• [Task brief]: Return all lines from the entries below in which the word "order" is present.

• [Stored data]:
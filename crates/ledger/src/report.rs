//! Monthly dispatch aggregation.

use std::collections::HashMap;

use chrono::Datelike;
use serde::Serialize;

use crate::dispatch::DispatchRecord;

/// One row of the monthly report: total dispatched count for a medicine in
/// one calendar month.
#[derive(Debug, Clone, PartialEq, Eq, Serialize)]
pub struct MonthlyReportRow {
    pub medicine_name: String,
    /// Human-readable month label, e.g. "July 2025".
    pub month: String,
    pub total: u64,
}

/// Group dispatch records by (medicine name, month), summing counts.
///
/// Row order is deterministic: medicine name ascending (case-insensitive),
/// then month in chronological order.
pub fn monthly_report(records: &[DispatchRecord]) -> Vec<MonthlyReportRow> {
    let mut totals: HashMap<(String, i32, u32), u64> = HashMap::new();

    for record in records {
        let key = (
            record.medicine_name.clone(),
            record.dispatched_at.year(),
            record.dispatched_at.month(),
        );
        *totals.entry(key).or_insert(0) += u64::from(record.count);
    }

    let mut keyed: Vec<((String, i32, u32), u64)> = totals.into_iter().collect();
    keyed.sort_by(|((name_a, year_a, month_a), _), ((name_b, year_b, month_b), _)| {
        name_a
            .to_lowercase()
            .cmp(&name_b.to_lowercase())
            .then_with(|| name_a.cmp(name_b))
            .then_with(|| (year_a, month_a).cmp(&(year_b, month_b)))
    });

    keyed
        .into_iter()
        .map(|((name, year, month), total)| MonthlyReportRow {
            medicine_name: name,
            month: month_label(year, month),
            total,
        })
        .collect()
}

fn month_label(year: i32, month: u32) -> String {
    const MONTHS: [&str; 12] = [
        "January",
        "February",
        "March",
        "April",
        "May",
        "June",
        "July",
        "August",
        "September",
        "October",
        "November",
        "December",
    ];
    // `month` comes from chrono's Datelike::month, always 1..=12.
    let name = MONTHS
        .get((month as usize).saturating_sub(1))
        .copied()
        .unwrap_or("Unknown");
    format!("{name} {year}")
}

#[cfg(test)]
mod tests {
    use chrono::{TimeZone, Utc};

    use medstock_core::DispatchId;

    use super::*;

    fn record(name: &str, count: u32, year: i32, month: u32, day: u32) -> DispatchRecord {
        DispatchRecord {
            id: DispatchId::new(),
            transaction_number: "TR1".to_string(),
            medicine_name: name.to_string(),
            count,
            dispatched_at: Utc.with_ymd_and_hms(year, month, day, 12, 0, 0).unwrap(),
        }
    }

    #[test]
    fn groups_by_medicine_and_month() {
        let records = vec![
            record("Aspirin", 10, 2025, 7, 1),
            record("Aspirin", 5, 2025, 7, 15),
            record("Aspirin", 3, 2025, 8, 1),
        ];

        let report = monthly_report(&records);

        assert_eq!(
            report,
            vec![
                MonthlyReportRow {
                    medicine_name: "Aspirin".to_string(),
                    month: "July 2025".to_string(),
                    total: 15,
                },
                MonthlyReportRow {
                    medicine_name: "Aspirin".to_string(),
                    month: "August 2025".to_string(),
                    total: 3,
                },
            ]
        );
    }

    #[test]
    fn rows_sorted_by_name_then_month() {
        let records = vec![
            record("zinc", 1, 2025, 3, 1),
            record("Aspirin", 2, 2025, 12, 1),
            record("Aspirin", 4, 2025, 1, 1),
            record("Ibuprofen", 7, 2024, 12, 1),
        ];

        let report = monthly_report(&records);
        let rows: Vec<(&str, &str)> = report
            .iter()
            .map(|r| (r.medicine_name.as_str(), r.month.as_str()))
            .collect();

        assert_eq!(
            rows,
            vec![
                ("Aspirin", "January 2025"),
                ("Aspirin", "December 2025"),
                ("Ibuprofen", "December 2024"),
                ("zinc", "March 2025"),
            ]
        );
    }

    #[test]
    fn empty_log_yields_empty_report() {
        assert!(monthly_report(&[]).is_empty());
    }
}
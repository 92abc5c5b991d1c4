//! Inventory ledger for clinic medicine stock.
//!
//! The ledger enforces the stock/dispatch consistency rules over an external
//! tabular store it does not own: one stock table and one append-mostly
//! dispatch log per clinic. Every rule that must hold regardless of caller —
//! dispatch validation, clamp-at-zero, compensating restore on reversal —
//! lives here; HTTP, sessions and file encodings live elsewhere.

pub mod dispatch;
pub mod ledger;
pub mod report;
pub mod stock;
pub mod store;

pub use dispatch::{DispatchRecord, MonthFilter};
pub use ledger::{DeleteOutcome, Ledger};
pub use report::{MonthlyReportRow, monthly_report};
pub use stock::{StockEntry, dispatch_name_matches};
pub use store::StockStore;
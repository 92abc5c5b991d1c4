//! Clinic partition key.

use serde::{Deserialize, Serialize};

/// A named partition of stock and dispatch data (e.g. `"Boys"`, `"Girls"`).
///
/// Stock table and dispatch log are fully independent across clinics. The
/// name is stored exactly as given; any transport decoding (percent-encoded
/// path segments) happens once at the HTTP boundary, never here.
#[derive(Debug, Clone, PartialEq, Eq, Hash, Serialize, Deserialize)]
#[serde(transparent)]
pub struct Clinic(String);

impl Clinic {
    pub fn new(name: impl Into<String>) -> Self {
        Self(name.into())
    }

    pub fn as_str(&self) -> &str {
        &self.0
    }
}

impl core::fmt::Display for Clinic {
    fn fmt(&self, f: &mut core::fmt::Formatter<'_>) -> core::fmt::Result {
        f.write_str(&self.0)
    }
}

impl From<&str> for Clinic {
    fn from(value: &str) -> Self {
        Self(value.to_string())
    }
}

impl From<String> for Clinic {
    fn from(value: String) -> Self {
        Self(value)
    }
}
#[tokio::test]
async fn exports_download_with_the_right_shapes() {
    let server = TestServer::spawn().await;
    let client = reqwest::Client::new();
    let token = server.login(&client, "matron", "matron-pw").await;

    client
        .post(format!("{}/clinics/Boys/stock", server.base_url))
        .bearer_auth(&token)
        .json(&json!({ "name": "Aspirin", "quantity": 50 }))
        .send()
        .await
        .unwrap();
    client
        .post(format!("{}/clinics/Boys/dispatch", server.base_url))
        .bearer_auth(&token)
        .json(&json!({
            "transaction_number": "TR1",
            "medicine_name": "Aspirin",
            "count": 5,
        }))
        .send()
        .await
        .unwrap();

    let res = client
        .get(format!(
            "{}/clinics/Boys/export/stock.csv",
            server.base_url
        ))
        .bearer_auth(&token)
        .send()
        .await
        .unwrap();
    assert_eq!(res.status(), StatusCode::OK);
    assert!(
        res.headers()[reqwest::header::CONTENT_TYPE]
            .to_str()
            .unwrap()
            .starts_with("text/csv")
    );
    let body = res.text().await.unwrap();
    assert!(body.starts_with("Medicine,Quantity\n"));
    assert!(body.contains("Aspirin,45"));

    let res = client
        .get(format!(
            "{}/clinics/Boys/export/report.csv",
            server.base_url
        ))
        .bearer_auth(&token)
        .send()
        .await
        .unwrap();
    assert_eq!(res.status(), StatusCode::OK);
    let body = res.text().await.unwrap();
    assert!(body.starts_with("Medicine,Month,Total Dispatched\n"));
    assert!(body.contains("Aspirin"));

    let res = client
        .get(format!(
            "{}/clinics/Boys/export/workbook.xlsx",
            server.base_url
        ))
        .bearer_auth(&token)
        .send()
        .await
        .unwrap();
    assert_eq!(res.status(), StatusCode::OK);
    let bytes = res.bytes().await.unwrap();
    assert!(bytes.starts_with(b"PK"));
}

• [Task output]:
/// Row order is deterministic: medicine name ascending (case-insensitive),
/// then month in chronological order.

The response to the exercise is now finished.